During the 2021 legislative session, the Utah State Legislature passed Bill 82, Accessory Residential Unit Bill. Now Provo city council must determine how it will comply with this bill.

During Tuesday’s working session, city staff presented the riddle to council. According to Provo policy analyst John Magness, staff have been working on this issue for five months.

By definition, an accessory dwelling is inside a detached single-family dwelling. It is occupied by the owner. It is intended for long term rentals and should be in the same footprint as the existing accommodation. Most of the time, these are basement apartments. They have kitchens, bathrooms and separate living areas.

The problem is that the legislature, through HB 82, now requires cities with a university of more than 10,000 students to have 33% of their area available for ADUs. Provo allowed 20%, mostly in the neighborhoods surrounding Brigham Young University.

Council and staff are in the process of determining where the remaining 13% – or roughly 1,000 acres – of secondary suites will be permitted.

What is even more confusing is that an internal accessory dwelling is a permitted use in all urban areas except where it is not.

“ADUs are allowed in R-1 zones with an A or S overlay, near BYU,” said Robert Mills, planning supervisor.

They are also allowed in agricultural zone A-1 or residential agricultural zones RA, but Provo does not have an RA zone.

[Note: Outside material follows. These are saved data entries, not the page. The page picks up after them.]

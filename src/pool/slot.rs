use crate::config::settings::Settings;
use crate::config::types::{LockMode, Result, SandboxError};
use crate::core::types::RaceReport;
use crate::guest::launch::{DiskSpec, GuestLauncher, LaunchSpec, Preallocation};
use crate::guest::network::TapDevice;
use crate::plugins::{HookContext, PluginManager};
use crate::pool::output::{interpret, TaskReport};
use crate::pool::workspace::SlotWorkspace;
use chrono::{DateTime, Utc};
use log::{debug, info, warn};
use std::path::{Path, PathBuf};
use std::sync::{Arc, Mutex, MutexGuard};
use std::time::Duration;
use uuid::Uuid;

/// Receives the report of one run, exactly once
pub type Notifier = Box<dyn FnOnce(TaskReport) + Send>;

pub const ROOTFS_DEVICE: &str = "ubdarc";
pub const ARTIFACT_DEVICE: &str = "ubdbr";
pub const OUTPUT_DEVICE: &str = "ubdc";

fn lock<T>(mutex: &Mutex<T>) -> MutexGuard<'_, T> {
    mutex.lock().unwrap_or_else(|poisoned| poisoned.into_inner())
}

/// Per-slot launch parameters derived from [`Settings`]
#[derive(Clone, Debug)]
pub struct SlotTemplate {
    pub kernel: PathBuf,
    pub initrd: PathBuf,
    pub rootfs: PathBuf,
    pub mem: String,
    pub uml_dir: Option<PathBuf>,
    pub extra_args: Vec<String>,
    pub nice_level: i32,
    pub timeout: Duration,
    pub max_output_bytes: u64,
    pub tap: Option<TapDevice>,
}

impl SlotTemplate {
    pub fn from_settings(settings: &Settings, index: usize) -> Result<Self> {
        let tap = if settings.network.enabled {
            Some(TapDevice::for_slot(
                index,
                settings.network.private_ip_range_start,
            )?)
        } else {
            None
        };
        Ok(Self {
            kernel: settings.kernel_path.clone(),
            initrd: settings.initrd_path.clone(),
            rootfs: settings.rootfs_path.clone(),
            mem: settings.instance_ram.clone(),
            uml_dir: settings.uml_dir.clone(),
            extra_args: settings.extra_uml_args.clone(),
            nice_level: settings.nice_level,
            timeout: settings.timeout(),
            max_output_bytes: settings.max_output_bytes()?,
            tap,
        })
    }
}

struct ActiveTask {
    run_id: Uuid,
    artifact: PathBuf,
    started_at: DateTime<Utc>,
    notifier: Option<Notifier>,
}

/// One sandbox slot: a private working directory plus one guest launcher.
///
/// Idle -> (start) -> Busy -> (completion) -> Idle. `kill` forces Busy -> Idle
/// without a report.
pub struct SandboxSlot {
    index: usize,
    workspace: SlotWorkspace,
    template: SlotTemplate,
    plugins: Arc<PluginManager>,
    launcher: GuestLauncher,
    task: Arc<Mutex<Option<ActiveTask>>>,
    start_lock: Mutex<()>,
}

impl SandboxSlot {
    pub fn new(
        index: usize,
        work_dir: &Path,
        template: SlotTemplate,
        helper: &Path,
        plugins: Arc<PluginManager>,
    ) -> Self {
        let workspace = SlotWorkspace::new(work_dir, index);
        let launcher = GuestLauncher::new(
            helper,
            LaunchSpec::new(&template.kernel, &template.initrd, template.mem.clone()),
        );
        let task: Arc<Mutex<Option<ActiveTask>>> = Arc::new(Mutex::new(None));

        {
            let task = task.clone();
            let output_image = workspace.output_image();
            launcher.when_done(move |report: &RaceReport| {
                complete(index, &task, &output_image, report);
            });
        }

        Self {
            index,
            workspace,
            template,
            plugins,
            launcher,
            task,
            start_lock: Mutex::new(()),
        }
    }

    pub fn index(&self) -> usize {
        self.index
    }

    pub fn workspace(&self) -> &SlotWorkspace {
        &self.workspace
    }

    pub fn busy(&self) -> bool {
        self.launcher.running()
    }

    pub fn idle(&self) -> bool {
        !self.busy()
    }

    /// Artifact of the run in flight
    pub fn current_artifact(&self) -> Option<PathBuf> {
        lock(&self.task).as_ref().map(|t| t.artifact.clone())
    }

    /// Launch spec for `artifact`: the fixed disks, plugin images and network
    fn launch_spec(&self, artifact: &Path, extra_images: Vec<(String, PathBuf)>) -> Result<LaunchSpec> {
        let t = &self.template;
        let mut spec = LaunchSpec::new(&t.kernel, &t.initrd, t.mem.clone());
        spec.uml_dir = t.uml_dir.clone();
        spec.extra_args = t.extra_args.clone();
        spec.nice_level = t.nice_level;
        spec.timeout = t.timeout;
        spec.console = Some(self.workspace.vm_log());

        for (device, path) in extra_images {
            spec.disks.insert(device.clone(), DiskSpec::inferred(&device, path)?);
        }
        // Fixed disks win over plugin images with the same device name.
        spec.disks.insert(
            ROOTFS_DEVICE.to_string(),
            DiskSpec::new(&t.rootfs, Some(LockMode::Shared)),
        );
        spec.disks.insert(
            ARTIFACT_DEVICE.to_string(),
            DiskSpec::new(artifact, Some(LockMode::Shared)),
        );
        let output = self.workspace.output_image();
        spec.disks.insert(
            OUTPUT_DEVICE.to_string(),
            DiskSpec::new(&output, Some(LockMode::Exclusive)),
        );
        spec.preallocate.push(Preallocation {
            path: output,
            size: t.max_output_bytes,
        });

        if let Some(tap) = &t.tap {
            spec.network.insert("eth0".to_string(), tap.clone());
        }
        Ok(spec)
    }

    /// Run `artifact` in this slot. Rejects immediately with `SlotBusy` while
    /// a previous run is in flight. Returns the new run's id.
    pub fn start<F>(&self, artifact: &Path, notifier: F) -> Result<Uuid>
    where
        F: FnOnce(TaskReport) + Send + 'static,
    {
        let _starting = lock(&self.start_lock);
        if self.busy() {
            return Err(SandboxError::SlotBusy(self.index));
        }

        debug!("Instance {}: Clearing work dir", self.index);
        self.workspace.reset()?;

        let extra_images = self.plugins.extra_images(self.index);
        self.plugins.before_exec(&HookContext {
            slot: self.index,
            artifact,
        });

        let spec = self.launch_spec(artifact, extra_images.into_iter().collect())?;
        self.launcher.set_options(spec);

        let run_id = Uuid::new_v4();
        *lock(&self.task) = Some(ActiveTask {
            run_id,
            artifact: artifact.to_path_buf(),
            started_at: Utc::now(),
            notifier: Some(Box::new(notifier)),
        });

        if let Err(e) = self.launcher.start() {
            warn!("Instance {}: failed to start guest: {}", self.index, e);
            *lock(&self.task) = None;
            return Err(e);
        }
        info!(
            "Instance {}: started run {} for {}",
            self.index,
            run_id,
            artifact.display()
        );
        Ok(run_id)
    }

    /// Force the slot back to idle; no report is delivered for the run.
    /// Serialised with [`start`](Self::start), so a run started concurrently
    /// is never cleared by a kill aimed at its predecessor.
    pub fn kill(&self) -> Result<()> {
        let _transition = lock(&self.start_lock);
        if self.busy() {
            info!("Instance {}: killing current run", self.index);
        }
        self.launcher.kill()?;
        *lock(&self.task) = None;
        Ok(())
    }

    /// Block until the run in flight (if any) has completed and notified
    pub fn wait(&self) {
        self.launcher.wait();
    }
}

fn complete(index: usize, task: &Mutex<Option<ActiveTask>>, output_image: &Path, report: &RaceReport) {
    let Some(mut active) = lock(task).take() else {
        debug!("Instance {}: completion without an active task", index);
        return;
    };

    let (status, exit_code, output) = interpret(&report.outcome, output_image);
    debug!(
        "Instance {}: Status: {}. Exit code: {:?}. Outcome: {:?}",
        index, status, exit_code, report.outcome
    );

    let task_report = TaskReport {
        run_id: active.run_id,
        slot: index,
        status,
        exit_code,
        output,
        started_at: active.started_at,
        finished_at: Utc::now(),
    };
    if let Some(notifier) = active.notifier.take() {
        notifier(task_report);
    }
}

#[cfg(test)]
mod tests {
    use super::*;
    use std::sync::mpsc;

    fn idle_slot(work: &Path) -> SandboxSlot {
        let template = SlotTemplate::from_settings(&Settings::default(), 0).unwrap();
        SandboxSlot::new(
            0,
            work,
            template,
            Path::new("/bin/false"),
            Arc::new(PluginManager::default()),
        )
    }

    #[test]
    fn test_kill_waits_for_an_in_progress_start() {
        let work = tempfile::tempdir().unwrap();
        let slot = Arc::new(idle_slot(work.path()));

        let starting = lock(&slot.start_lock);
        let (tx, rx) = mpsc::channel();
        let killer = {
            let slot = slot.clone();
            std::thread::spawn(move || {
                slot.kill().unwrap();
                tx.send(()).unwrap();
            })
        };
        assert!(rx.recv_timeout(Duration::from_millis(200)).is_err());

        drop(starting);
        rx.recv_timeout(Duration::from_secs(5)).unwrap();
        killer.join().unwrap();
        assert!(slot.idle());
    }

    #[test]
    fn test_launch_spec_fixed_disks_win() {
        let work = tempfile::tempdir().unwrap();
        let slot = idle_slot(work.path());
        let artifact = Path::new("/tasks/a.tar");
        let spec = slot
            .launch_spec(
                artifact,
                vec![
                    ("ubdbr".to_string(), PathBuf::from("/plugin/shadow.img")),
                    ("ubdd".to_string(), PathBuf::from("/plugin/cache.img")),
                ],
            )
            .unwrap();

        assert_eq!(spec.disks["ubdbr"].path, artifact);
        assert_eq!(spec.disks["ubdc"].lock, Some(LockMode::Exclusive));
        assert_eq!(spec.disks["ubdd"].path, PathBuf::from("/plugin/cache.img"));
        assert_eq!(spec.preallocate[0].path, slot.workspace().output_image());
        assert_eq!(spec.console, Some(slot.workspace().vm_log()));
    }
}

Mills asked the board, “Do you want ADUs across town or just be compliant?” “

Staff offered some solutions to the board to discuss. For example, if allowed in an R1-6 zone, Provo has 242 acres not already zoned for secondary suites that could be used. But it’s still not close to 1,000 acres.

The staff has left it in the hands of the board to see how they want to proceed.

While HB 82 takes some of the word away from cities, it also makes city codes stronger and more enforceable. For example, rentals will need to be authorized, off-street parking will need to be provided for each car attached to the home, and liens could now be placed on homes that do not comply.

There are a handful of other code requirements, but licensing and parking are two of the biggest issues.

“HB 82 is at odds with parts of the current code,” Magness said. He noted that the legal department was examining the ins and outs of the bill.

“We want to make sure we’re all on the same page before we file any complaints,” Mills added.

It has been suggested that wards or at least ward presidents look into the issue.

City Councilor David Shipley said he thought it might be problematic to get advice from a neighborhood.

Some council members felt that by doing so, neighbors would say no to ADUs in their neighborhood when asked by council; responses like “not in my garden”.

“HB 82 has reshaped the way I think about this issue,” City Councilor David Harding said. “Previously, ADUs were not allowed in Provo. This bill authorizes them everywhere. He rolled over on his head.

Harding added that before examining, “where does it make sense to have ADUs.” Now it’s “where it doesn’t make sense”.

“I would have preferred the state to have more terms where appropriate,” said Harding.

For now, it looks like the board, legal staff, and planning staff will need to think about it and come up with a workable solution for Provo. Then they can adjust the city code to match the bill.